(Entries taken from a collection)
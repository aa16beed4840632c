//! Template rendering
//!
//! A pure function from (config spec, store snapshots) to a
//! [`RenderedArtifact`]. The engine is Jinja-compatible; templates see
//! `resources.<alias>` store views, `controller.haproxy_pods`,
//! `template_snippets` and the config's `extraContext` keys. Equal inputs
//! produce byte-identical output.

pub mod context;
pub mod error;
pub mod renderer;

pub use context::StoreView;
pub use error::{Error, Result};
pub use renderer::Renderer;
//! On-demand backend with a TTL payload cache
//!
//! Keeps only `(namespace, name, keys)` references in memory and pulls
//! payloads through a [`ResourceFetcher`] when a template actually asks for
//! them. Suited to high-cardinality kinds (EndpointSlices in a large
//! cluster) where a full mirror would dominate controller memory.

use std::collections::HashMap;
use std::sync::Arc;
use std::time::Duration;

use async_trait::async_trait;
use tokio::sync::RwLock;
use tokio::time::Instant;

use super::{check_arity, check_prefix_arity, sort_snapshot, Store};
use crate::error::Result;
use crate::resource::WatchedObject;

/// Pulls a payload from the API server for the on-demand backend.
#[async_trait]
pub trait ResourceFetcher: Send + Sync {
    /// Fetch the current object, or `None` if it no longer exists.
    async fn fetch(&self, namespace: &str, name: &str) -> Result<Option<WatchedObject>>;
}

type Ident = (String, String);

struct CacheEntry {
    payload: Arc<WatchedObject>,
    expires_at: Instant,
}

struct Inner {
    refs: HashMap<Vec<String>, Vec<Ident>>,
    cache: HashMap<Ident, CacheEntry>,
}

/// Reference-only store backend; cache misses cost one API round trip.
pub struct OnDemandStore {
    arity: usize,
    ttl: Duration,
    fetcher: Arc<dyn ResourceFetcher>,
    inner: RwLock<Inner>,
}

impl OnDemandStore {
    /// Create a store that resolves payloads through `fetcher`, caching
    /// each for `ttl` (reset on access).
    pub fn new(arity: usize, ttl: Duration, fetcher: Arc<dyn ResourceFetcher>) -> Self {
        Self {
            arity,
            ttl,
            fetcher,
            inner: RwLock::new(Inner {
                refs: HashMap::new(),
                cache: HashMap::new(),
            }),
        }
    }

    /// Drop cache entries whose TTL has passed. Called periodically by the
    /// owning watcher.
    pub async fn evict_expired(&self) {
        let now = Instant::now();
        let mut inner = self.inner.write().await;
        inner.cache.retain(|_, entry| entry.expires_at > now);
    }

    /// Number of currently cached payloads.
    pub async fn cached(&self) -> usize {
        self.inner.read().await.cache.len()
    }

    async fn resolve(&self, idents: Vec<Ident>) -> Result<Vec<Arc<WatchedObject>>> {
        let now = Instant::now();
        let mut found = Vec::with_capacity(idents.len());
        let mut misses = Vec::new();
        {
            let mut inner = self.inner.write().await;
            for ident in idents {
                match inner.cache.get_mut(&ident) {
                    Some(entry) if entry.expires_at > now => {
                        entry.expires_at = now + self.ttl;
                        found.push(Arc::clone(&entry.payload));
                    }
                    _ => misses.push(ident),
                }
            }
        }
        // Fetch outside the lock; cache hits for other callers proceed.
        for (namespace, name) in misses {
            let Some(payload) = self.fetcher.fetch(&namespace, &name).await? else {
                continue;
            };
            let payload = Arc::new(payload);
            let mut inner = self.inner.write().await;
            inner.cache.insert(
                (namespace, name),
                CacheEntry {
                    payload: Arc::clone(&payload),
                    expires_at: Instant::now() + self.ttl,
                },
            );
            found.push(payload);
        }
        sort_snapshot(&mut found);
        Ok(found)
    }
}

#[async_trait]
impl Store for OnDemandStore {
    fn arity(&self) -> usize {
        self.arity
    }

    async fn add(&self, payload: WatchedObject, keys: Vec<String>) -> Result<()> {
        check_arity(self.arity, keys.len())?;
        let ident = payload.ident();
        let mut inner = self.inner.write().await;
        let idents = inner.refs.entry(keys).or_default();
        if !idents.contains(&ident) {
            idents.push(ident);
        }
        Ok(())
    }

    async fn update(&self, payload: WatchedObject, keys: Vec<String>) -> Result<()> {
        check_arity(self.arity, keys.len())?;
        let ident = payload.ident();
        let mut inner = self.inner.write().await;
        let idents = inner.refs.entry(keys).or_default();
        if !idents.contains(&ident) {
            idents.push(ident.clone());
        }
        // The cached copy is stale now; next access re-fetches.
        inner.cache.remove(&ident);
        Ok(())
    }

    async fn delete(&self, keys: &[String]) -> Result<()> {
        check_arity(self.arity, keys.len())?;
        let mut inner = self.inner.write().await;
        if let Some(idents) = inner.refs.remove(keys) {
            for ident in idents {
                inner.cache.remove(&ident);
            }
        }
        Ok(())
    }

    async fn delete_named(&self, keys: &[String], namespace: &str, name: &str) -> Result<()> {
        check_arity(self.arity, keys.len())?;
        let ident = (namespace.to_string(), name.to_string());
        let mut inner = self.inner.write().await;
        if let Some(idents) = inner.refs.get_mut(keys) {
            idents.retain(|i| i != &ident);
            if idents.is_empty() {
                inner.refs.remove(keys);
            }
        }
        inner.cache.remove(&ident);
        Ok(())
    }

    async fn get(&self, prefix: &[String]) -> Result<Vec<Arc<WatchedObject>>> {
        check_prefix_arity(self.arity, prefix.len())?;
        let idents: Vec<Ident> = {
            let inner = self.inner.read().await;
            if prefix.len() == self.arity {
                inner.refs.get(prefix).cloned().unwrap_or_default()
            } else {
                inner
                    .refs
                    .iter()
                    .filter(|(keys, _)| keys.starts_with(prefix))
                    .flat_map(|(_, idents)| idents.iter().cloned())
                    .collect()
            }
        };
        self.resolve(idents).await
    }

    async fn list(&self) -> Result<Vec<Arc<WatchedObject>>> {
        let idents: Vec<Ident> = {
            let inner = self.inner.read().await;
            inner.refs.values().flatten().cloned().collect()
        };
        self.resolve(idents).await
    }

    async fn snapshot(&self) -> Result<super::StoreSnapshot> {
        let refs: Vec<(Vec<String>, Ident)> = {
            let inner = self.inner.read().await;
            inner
                .refs
                .iter()
                .flat_map(|(keys, idents)| idents.iter().map(|i| (keys.clone(), i.clone())))
                .collect()
        };
        let mut snapshot = super::StoreSnapshot::new(self.arity);
        for (keys, ident) in refs {
            let resolved = self.resolve(vec![ident]).await?;
            for payload in resolved {
                snapshot.push(keys.clone(), payload);
            }
        }
        snapshot.sort();
        Ok(snapshot)
    }

    async fn clear(&self) {
        let mut inner = self.inner.write().await;
        inner.refs.clear();
        inner.cache.clear();
    }

    async fn size(&self) -> usize {
        self.inner.read().await.refs.values().map(Vec::len).sum()
    }
}

#[cfg(test)]
mod tests {
    use std::sync::atomic::{AtomicUsize, Ordering};

    use super::*;
    use serde_json::json;

    struct CountingFetcher {
        calls: AtomicUsize,
    }

    #[async_trait]
    impl ResourceFetcher for CountingFetcher {
        async fn fetch(&self, namespace: &str, name: &str) -> Result<Option<WatchedObject>> {
            self.calls.fetch_add(1, Ordering::SeqCst);
            Ok(Some(WatchedObject::new(json!({
                "metadata": { "namespace": namespace, "name": name }
            }))))
        }
    }

    fn setup(ttl: Duration) -> (OnDemandStore, Arc<CountingFetcher>) {
        let fetcher = Arc::new(CountingFetcher { calls: AtomicUsize::new(0) });
        let store = OnDemandStore::new(1, ttl, Arc::clone(&fetcher) as Arc<dyn ResourceFetcher>);
        (store, fetcher)
    }

    fn obj(ns: &str, name: &str) -> WatchedObject {
        WatchedObject::new(json!({ "metadata": { "namespace": ns, "name": name } }))
    }

    #[tokio::test]
    async fn cache_hit_skips_fetch() {
        let (store, fetcher) = setup(Duration::from_secs(60));
        store.add(obj("default", "a"), vec!["svc".into()]).await.unwrap();

        let first = store.get(&["svc".into()]).await.unwrap();
        assert_eq!(first.len(), 1);
        assert_eq!(fetcher.calls.load(Ordering::SeqCst), 1);

        let second = store.get(&["svc".into()]).await.unwrap();
        assert_eq!(second.len(), 1);
        assert_eq!(fetcher.calls.load(Ordering::SeqCst), 1);
    }

    #[tokio::test(start_paused = true)]
    async fn expired_entries_refetch_and_evict() {
        let (store, fetcher) = setup(Duration::from_secs(30));
        store.add(obj("default", "a"), vec!["svc".into()]).await.unwrap();
        store.get(&["svc".into()]).await.unwrap();
        assert_eq!(fetcher.calls.load(Ordering::SeqCst), 1);

        tokio::time::advance(Duration::from_secs(31)).await;
        store.evict_expired().await;
        assert_eq!(store.cached().await, 0);

        store.get(&["svc".into()]).await.unwrap();
        assert_eq!(fetcher.calls.load(Ordering::SeqCst), 2);
    }

    #[tokio::test]
    async fn update_invalidates_cached_payload() {
        let (store, fetcher) = setup(Duration::from_secs(60));
        store.add(obj("default", "a"), vec!["svc".into()]).await.unwrap();
        store.get(&["svc".into()]).await.unwrap();
        store.update(obj("default", "a"), vec!["svc".into()]).await.unwrap();
        store.get(&["svc".into()]).await.unwrap();
        assert_eq!(fetcher.calls.load(Ordering::SeqCst), 2);
    }

    #[tokio::test]
    async fn size_counts_references_not_cache() {
        let (store, _) = setup(Duration::from_secs(60));
        store.add(obj("default", "a"), vec!["svc".into()]).await.unwrap();
        store.add(obj("default", "b"), vec!["svc".into()]).await.unwrap();
        assert_eq!(store.size().await, 2);
        assert_eq!(store.cached().await, 0);
    }
}
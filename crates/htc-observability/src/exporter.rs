//! Prometheus text exporter
//!
//! Serves `/metrics` and `/health` for scraping; mounted by the CLI on the
//! metrics port.

use axum::extract::State;
use axum::http::StatusCode;
use axum::response::IntoResponse;
use axum::routing::get;
use axum::Router;
use prometheus::{Encoder, TextEncoder};
use tracing::error;

use crate::metrics::ControllerMetrics;

async fn metrics_handler(State(metrics): State<ControllerMetrics>) -> impl IntoResponse {
    let encoder = TextEncoder::new();
    let families = metrics.registry().gather();
    let mut buffer = Vec::new();
    if let Err(e) = encoder.encode(&families, &mut buffer) {
        error!("failed to encode metrics: {e}");
        return (StatusCode::INTERNAL_SERVER_ERROR, format!("encoding error: {e}"))
            .into_response();
    }
    (
        StatusCode::OK,
        [("content-type", "text/plain; version=0.0.4; charset=utf-8")],
        buffer,
    )
        .into_response()
}

async fn health_handler() -> impl IntoResponse {
    (StatusCode::OK, "OK")
}

/// Router serving the metrics and health endpoints.
pub fn metrics_router(metrics: ControllerMetrics) -> Router {
    Router::new()
        .route("/metrics", get(metrics_handler))
        .route("/health", get(health_handler))
        .with_state(metrics)
}

#[cfg(test)]
mod tests {
    use super::*;

    #[tokio::test]
    async fn handler_encodes_registered_metrics() {
        let metrics = ControllerMetrics::new().unwrap();
        metrics.reconciliations_total.inc();
        let response = metrics_handler(State(metrics)).await.into_response();
        assert_eq!(response.status(), StatusCode::OK);
    }

    #[test]
    fn router_builds() {
        let metrics = ControllerMetrics::new().unwrap();
        let _router = metrics_router(metrics);
    }
}
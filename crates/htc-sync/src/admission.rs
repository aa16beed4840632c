//! Deployment admission
//!
//! A floor between successive deploys of the same artifact to the same pod.
//! A changed artifact deploys immediately; re-deploying the identical
//! artifact inside the window is vetoed so render storms cannot hammer the
//! Dataplane API.

use std::collections::HashMap;
use std::time::{Duration, Instant};

use parking_lot::Mutex;

struct PodRecord {
    checksum: String,
    deployed_at: Instant,
}

/// Per-pod deploy bookkeeping.
pub struct DeployGate {
    min_interval: Duration,
    inner: Mutex<HashMap<String, PodRecord>>,
}

impl DeployGate {
    /// Gate with the configured minimum deploy interval.
    pub fn new(min_interval: Duration) -> Self {
        Self { min_interval, inner: Mutex::new(HashMap::new()) }
    }

    /// Whether a sync of `checksum` to `pod` should be vetoed right now.
    pub fn should_skip(&self, pod: &str, checksum: &str) -> bool {
        let inner = self.inner.lock();
        match inner.get(pod) {
            Some(record) => {
                record.checksum == checksum && record.deployed_at.elapsed() < self.min_interval
            }
            None => false,
        }
    }

    /// Record a completed deploy.
    pub fn record(&self, pod: &str, checksum: &str) {
        self.inner.lock().insert(
            pod.to_string(),
            PodRecord { checksum: checksum.to_string(), deployed_at: Instant::now() },
        );
    }

    /// Checksum last deployed to `pod`, if any.
    pub fn last_checksum(&self, pod: &str) -> Option<String> {
        self.inner.lock().get(pod).map(|r| r.checksum.clone())
    }

    /// Drop bookkeeping for a terminated pod.
    pub fn forget(&self, pod: &str) {
        self.inner.lock().remove(pod);
    }
}

#[cfg(test)]
mod tests {
    use super::*;

    #[test]
    fn unknown_pod_is_never_skipped() {
        let gate = DeployGate::new(Duration::from_secs(5));
        assert!(!gate.should_skip("haproxy-0", "sha256:aa"));
    }

    #[test]
    fn same_checksum_inside_window_is_vetoed() {
        let gate = DeployGate::new(Duration::from_secs(60));
        gate.record("haproxy-0", "sha256:aa");
        assert!(gate.should_skip("haproxy-0", "sha256:aa"));
        // A different artifact deploys immediately.
        assert!(!gate.should_skip("haproxy-0", "sha256:bb"));
    }

    #[test]
    fn zero_interval_never_vetoes() {
        let gate = DeployGate::new(Duration::ZERO);
        gate.record("haproxy-0", "sha256:aa");
        assert!(!gate.should_skip("haproxy-0", "sha256:aa"));
    }

    #[test]
    fn forget_clears_the_record() {
        let gate = DeployGate::new(Duration::from_secs(60));
        gate.record("haproxy-0", "sha256:aa");
        gate.forget("haproxy-0");
        assert!(!gate.should_skip("haproxy-0", "sha256:aa"));
        assert_eq!(gate.last_checksum("haproxy-0"), None);
    }
}
//! Application configuration loaded from `dashboard.json`.

use serde::{Deserialize, Serialize};
use std::path::{Path, PathBuf};
use thiserror::Error;

pub const CONFIG_FILE_NAME: &str = "dashboard.json";

#[derive(Error, Debug)]
pub enum ConfigError {
    #[error("Failed to read config {path}: {source}")]
    Io {
        path: PathBuf,
        #[source]
        source: std::io::Error,
    },
    #[error("Invalid config {path}: {source}")]
    Parse {
        path: PathBuf,
        #[source]
        source: serde_json::Error,
    },
}

#[derive(Debug, Clone, Serialize, Deserialize, PartialEq)]
#[serde(default)]
pub struct WindowConfig {
    pub width: f32,
    pub height: f32,
}

impl Default for WindowConfig {
    fn default() -> Self {
        Self {
            width: 1400.0,
            height: 800.0,
        }
    }
}

#[derive(Debug, Clone, Serialize, Deserialize, PartialEq)]
#[serde(default)]
pub struct AppConfig {
    /// Sheet loaded at startup. Relative paths resolve against the
    /// executable directory, then the working directory.
    pub data_file: Option<PathBuf>,
    pub export_file_name: String,
    pub report_file_name: String,
    pub open_after_export: bool,
    pub window: WindowConfig,
    /// Default tracing filter; `RUST_LOG` takes precedence.
    pub log_filter: String,
}

impl Default for AppConfig {
    fn default() -> Self {
        Self {
            data_file: Some(PathBuf::from("data/Book Dashboard.xlsx")),
            export_file_name: "filtered_customer_data.csv".to_string(),
            report_file_name: "dashboard_report.svg".to_string(),
            open_after_export: false,
            window: WindowConfig::default(),
            log_filter: "info".to_string(),
        }
    }
}

/// Where the active configuration came from.
#[derive(Debug)]
pub enum ConfigSource {
    File(PathBuf),
    Default,
    /// A config file existed but could not be used.
    Fallback(ConfigError),
}

impl AppConfig {
    /// Resolve `data_file` against the search directories. Returns the first
    /// existing candidate.
    pub fn resolve_data_file(&self, dirs: &[PathBuf]) -> Option<PathBuf> {
        let path = self.data_file.as_ref()?;
        if path.is_absolute() {
            return path.exists().then(|| path.clone());
        }
        dirs.iter().map(|dir| dir.join(path)).find(|p| p.exists())
    }
}

/// Directories searched for the config and the startup sheet:
/// the executable directory, then the working directory.
pub fn search_dirs() -> Vec<PathBuf> {
    let mut dirs = Vec::new();
    if let Some(exe_dir) = std::env::current_exe()
        .ok()
        .and_then(|exe| exe.parent().map(Path::to_path_buf))
    {
        dirs.push(exe_dir);
    }
    if let Ok(cwd) = std::env::current_dir() {
        if !dirs.contains(&cwd) {
            dirs.push(cwd);
        }
    }
    dirs
}

/// Read and parse a single config file.
pub fn read_config(path: &Path) -> Result<AppConfig, ConfigError> {
    let contents = std::fs::read_to_string(path).map_err(|source| ConfigError::Io {
        path: path.to_path_buf(),
        source,
    })?;
    serde_json::from_str(&contents).map_err(|source| ConfigError::Parse {
        path: path.to_path_buf(),
        source,
    })
}

/// Load the first `dashboard.json` found in `dirs`, falling back to defaults.
///
/// Runs before logging is set up, so the caller reports the source.
pub fn load_config_from(dirs: &[PathBuf]) -> (AppConfig, ConfigSource) {
    let Some(path) = dirs
        .iter()
        .map(|dir| dir.join(CONFIG_FILE_NAME))
        .find(|p| p.exists())
    else {
        return (AppConfig::default(), ConfigSource::Default);
    };

    match read_config(&path) {
        Ok(config) => (config, ConfigSource::File(path)),
        Err(e) => (AppConfig::default(), ConfigSource::Fallback(e)),
    }
}

pub fn load_config() -> (AppConfig, ConfigSource) {
    load_config_from(&search_dirs())
}
//! Column Inference Module
//! Maps free-form spreadsheet headers onto the dashboard's semantic fields.

use crate::data::ColumnSet;
use tracing::warn;

/// Semantic fields a source column can be mapped to.
#[derive(Debug, Clone, Copy, PartialEq, Eq, Hash)]
pub enum Field {
    Date,
    WalkIns,
    TestDrives,
}

impl Field {
    /// Column name used in the cleaned table and in exports.
    pub fn name(&self) -> &'static str {
        match self {
            Field::Date => "date",
            Field::WalkIns => "walk_ins",
            Field::TestDrives => "test_drives",
        }
    }
}

/// One inference rule: a header predicate and the field it maps to.
struct ColumnRule {
    field: Field,
    matches: fn(&str) -> bool,
}

fn is_date_header(header: &str) -> bool {
    header.contains("date")
}

fn is_walk_in_header(header: &str) -> bool {
    header.contains("walk")
}

fn is_test_drive_header(header: &str) -> bool {
    header.contains("test") && header.contains("drive")
}

/// Evaluated in order against the lowercased header; first match wins.
const RULES: [ColumnRule; 3] = [
    ColumnRule {
        field: Field::Date,
        matches: is_date_header,
    },
    ColumnRule {
        field: Field::WalkIns,
        matches: is_walk_in_header,
    },
    ColumnRule {
        field: Field::TestDrives,
        matches: is_test_drive_header,
    },
];

/// Typed mapping from semantic fields to source column indices.
#[derive(Debug, Clone, Default, PartialEq, Eq)]
pub struct ColumnMapping {
    pub date: Option<usize>,
    pub walk_ins: Option<usize>,
    pub test_drives: Option<usize>,
    /// Source headers whose mapping was overwritten by a later column.
    pub shadowed: Vec<String>,
}

impl ColumnMapping {
    /// Infer the mapping from source headers.
    ///
    /// Headers are trimmed and matched case-insensitively. When several
    /// columns map to the same field the last one wins; the earlier headers
    /// are recorded in `shadowed`.
    pub fn infer(headers: &[String]) -> Self {
        let mut mapping = Self::default();

        for (idx, header) in headers.iter().enumerate() {
            let lower = header.trim().to_lowercase();
            let Some(rule) = RULES.iter().find(|rule| (rule.matches)(&lower)) else {
                continue;
            };

            if let Some(prev) = mapping.slot_mut(rule.field).replace(idx) {
                let prev_header = headers[prev].trim().to_string();
                warn!(
                    field = rule.field.name(),
                    shadowed = %prev_header,
                    winner = %header.trim(),
                    "multiple columns map to the same field; keeping the last one"
                );
                mapping.shadowed.push(prev_header);
            }
        }

        mapping
    }

    /// Source column index for a field.
    pub fn source(&self, field: Field) -> Option<usize> {
        match field {
            Field::Date => self.date,
            Field::WalkIns => self.walk_ins,
            Field::TestDrives => self.test_drives,
        }
    }

    fn slot_mut(&mut self, field: Field) -> &mut Option<usize> {
        match field {
            Field::Date => &mut self.date,
            Field::WalkIns => &mut self.walk_ins,
            Field::TestDrives => &mut self.test_drives,
        }
    }

    /// Which semantic columns the cleaned table will carry.
    pub fn column_set(&self) -> ColumnSet {
        ColumnSet {
            date: self.date.is_some(),
            walk_ins: self.walk_ins.is_some(),
            test_drives: self.test_drives.is_some(),
        }
    }

    /// True when no source column matched any rule.
    pub fn is_empty(&self) -> bool {
        self.date.is_none() && self.walk_ins.is_none() && self.test_drives.is_none()
    }
}

#[cfg(test)]
mod tests {
    use super::*;

    fn headers(names: &[&str]) -> Vec<String> {
        names.iter().map(|s| s.to_string()).collect()
    }

    #[test]
    fn test_infers_loose_headers() {
        let mapping = ColumnMapping::infer(&headers(&["Visit Date", "Walk-ins", "Test-Drive Count"]));
        assert_eq!(mapping.date, Some(0));
        assert_eq!(mapping.walk_ins, Some(1));
        assert_eq!(mapping.test_drives, Some(2));
        assert!(mapping.shadowed.is_empty());
    }

    #[test]
    fn test_unmatched_columns_are_dropped() {
        let mapping = ColumnMapping::infer(&headers(&["Branch", "WALK IN CUSTOMER", "Notes"]));
        assert_eq!(mapping.date, None);
        assert_eq!(mapping.walk_ins, Some(1));
        assert_eq!(mapping.test_drives, None);
        assert_eq!(mapping.column_set(), ColumnSet { date: false, walk_ins: true, test_drives: false });
    }

    #[test]
    fn test_first_rule_wins_within_a_header() {
        // "date" is checked before "test"+"drive"
        let mapping = ColumnMapping::infer(&headers(&["Test Drive Date"]));
        assert_eq!(mapping.date, Some(0));
        assert_eq!(mapping.test_drives, None);
    }

    #[test]
    fn test_test_without_drive_is_ignored() {
        let mapping = ColumnMapping::infer(&headers(&["Test Count", "Drive Count"]));
        assert!(mapping.is_empty());
    }

    #[test]
    fn test_last_column_wins_and_is_reported() {
        let mapping = ColumnMapping::infer(&headers(&[" Walk-ins (AM) ", "Date", "Walk-ins (PM)"]));
        assert_eq!(mapping.walk_ins, Some(2));
        assert_eq!(mapping.shadowed, vec!["Walk-ins (AM)".to_string()]);
    }
}
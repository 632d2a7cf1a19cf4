//! Data module - spreadsheet loading, column inference and cleaning

mod loader;
mod processor;
mod schema;
mod table;

pub use loader::{DataLoader, LoadError, LoadedData, SheetFormat};
pub use processor::{parse_count, parse_date, DataProcessor, LoadSummary, RawSheet};
pub use schema::{ColumnMapping, Field};
pub use table::{conversion_rate, ColumnSet, DashboardTable, DateRange, Record};
//! Clean Table Module
//! Typed records produced by the normalizer and the date-range filter over them.

use chrono::NaiveDate;

/// Which semantic columns a table carries.
#[derive(Debug, Clone, Copy, Default, PartialEq, Eq)]
pub struct ColumnSet {
    pub date: bool,
    pub walk_ins: bool,
    pub test_drives: bool,
}

impl ColumnSet {
    /// Conversion rate is derivable only when both counts are present.
    pub fn has_conversion_rate(&self) -> bool {
        self.walk_ins && self.test_drives
    }

    pub fn is_empty(&self) -> bool {
        !self.date && !self.walk_ins && !self.test_drives
    }
}

/// Conversion rate in percent; zero walk-ins yields 0.
pub fn conversion_rate(walk_ins: i64, test_drives: i64) -> f64 {
    if walk_ins > 0 {
        test_drives as f64 / walk_ins as f64 * 100.0
    } else {
        0.0
    }
}

/// One cleaned row. A field is `None` exactly when its column is absent
/// from the table.
#[derive(Debug, Clone, Copy, PartialEq, Eq)]
pub struct Record {
    pub date: Option<NaiveDate>,
    pub walk_ins: Option<i64>,
    pub test_drives: Option<i64>,
}

impl Record {
    pub fn conversion_rate(&self) -> Option<f64> {
        Some(conversion_rate(self.walk_ins?, self.test_drives?))
    }
}

/// Inclusive calendar date range.
#[derive(Debug, Clone, Copy, PartialEq, Eq)]
pub struct DateRange {
    pub start: NaiveDate,
    pub end: NaiveDate,
}

impl DateRange {
    /// Build a range, swapping the bounds if they are reversed.
    pub fn new(start: NaiveDate, end: NaiveDate) -> Self {
        if start <= end {
            Self { start, end }
        } else {
            Self {
                start: end,
                end: start,
            }
        }
    }

    pub fn contains(&self, date: NaiveDate) -> bool {
        self.start <= date && date <= self.end
    }

    /// Number of days between the bounds (0 for a single-day range).
    pub fn span_days(&self) -> i64 {
        (self.end - self.start).num_days()
    }
}

/// Cleaned, typed dashboard table.
#[derive(Debug, Clone, Default, PartialEq)]
pub struct DashboardTable {
    columns: ColumnSet,
    rows: Vec<Record>,
}

impl DashboardTable {
    pub fn new(columns: ColumnSet, rows: Vec<Record>) -> Self {
        Self { columns, rows }
    }

    pub fn columns(&self) -> ColumnSet {
        self.columns
    }

    pub fn rows(&self) -> &[Record] {
        &self.rows
    }

    pub fn len(&self) -> usize {
        self.rows.len()
    }

    pub fn is_empty(&self) -> bool {
        self.rows.is_empty()
    }

    /// Earliest and latest date in the table.
    pub fn date_bounds(&self) -> Option<DateRange> {
        let mut dates = self.rows.iter().filter_map(|r| r.date);
        let first = dates.next()?;
        let (min, max) = dates.fold((first, first), |(lo, hi), d| (lo.min(d), hi.max(d)));
        Some(DateRange::new(min, max))
    }

    /// New table holding only rows dated within `range`.
    ///
    /// Tables without a date column are returned unchanged.
    pub fn filter_by_date(&self, range: DateRange) -> DashboardTable {
        if !self.columns.date {
            return self.clone();
        }

        let rows = self
            .rows
            .iter()
            .filter(|r| r.date.is_some_and(|d| range.contains(d)))
            .copied()
            .collect();

        DashboardTable::new(self.columns, rows)
    }
}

→ **YOUR ASSIGNMENT**:
Copy out every line of the data that includes the word "IntoResponse".

→ **WRITTEN ANSWER**:
use axum::response::IntoResponse;
async fn metrics_handler(State(metrics): State<ControllerMetrics>) -> impl IntoResponse {
async fn health_handler() -> impl IntoResponse {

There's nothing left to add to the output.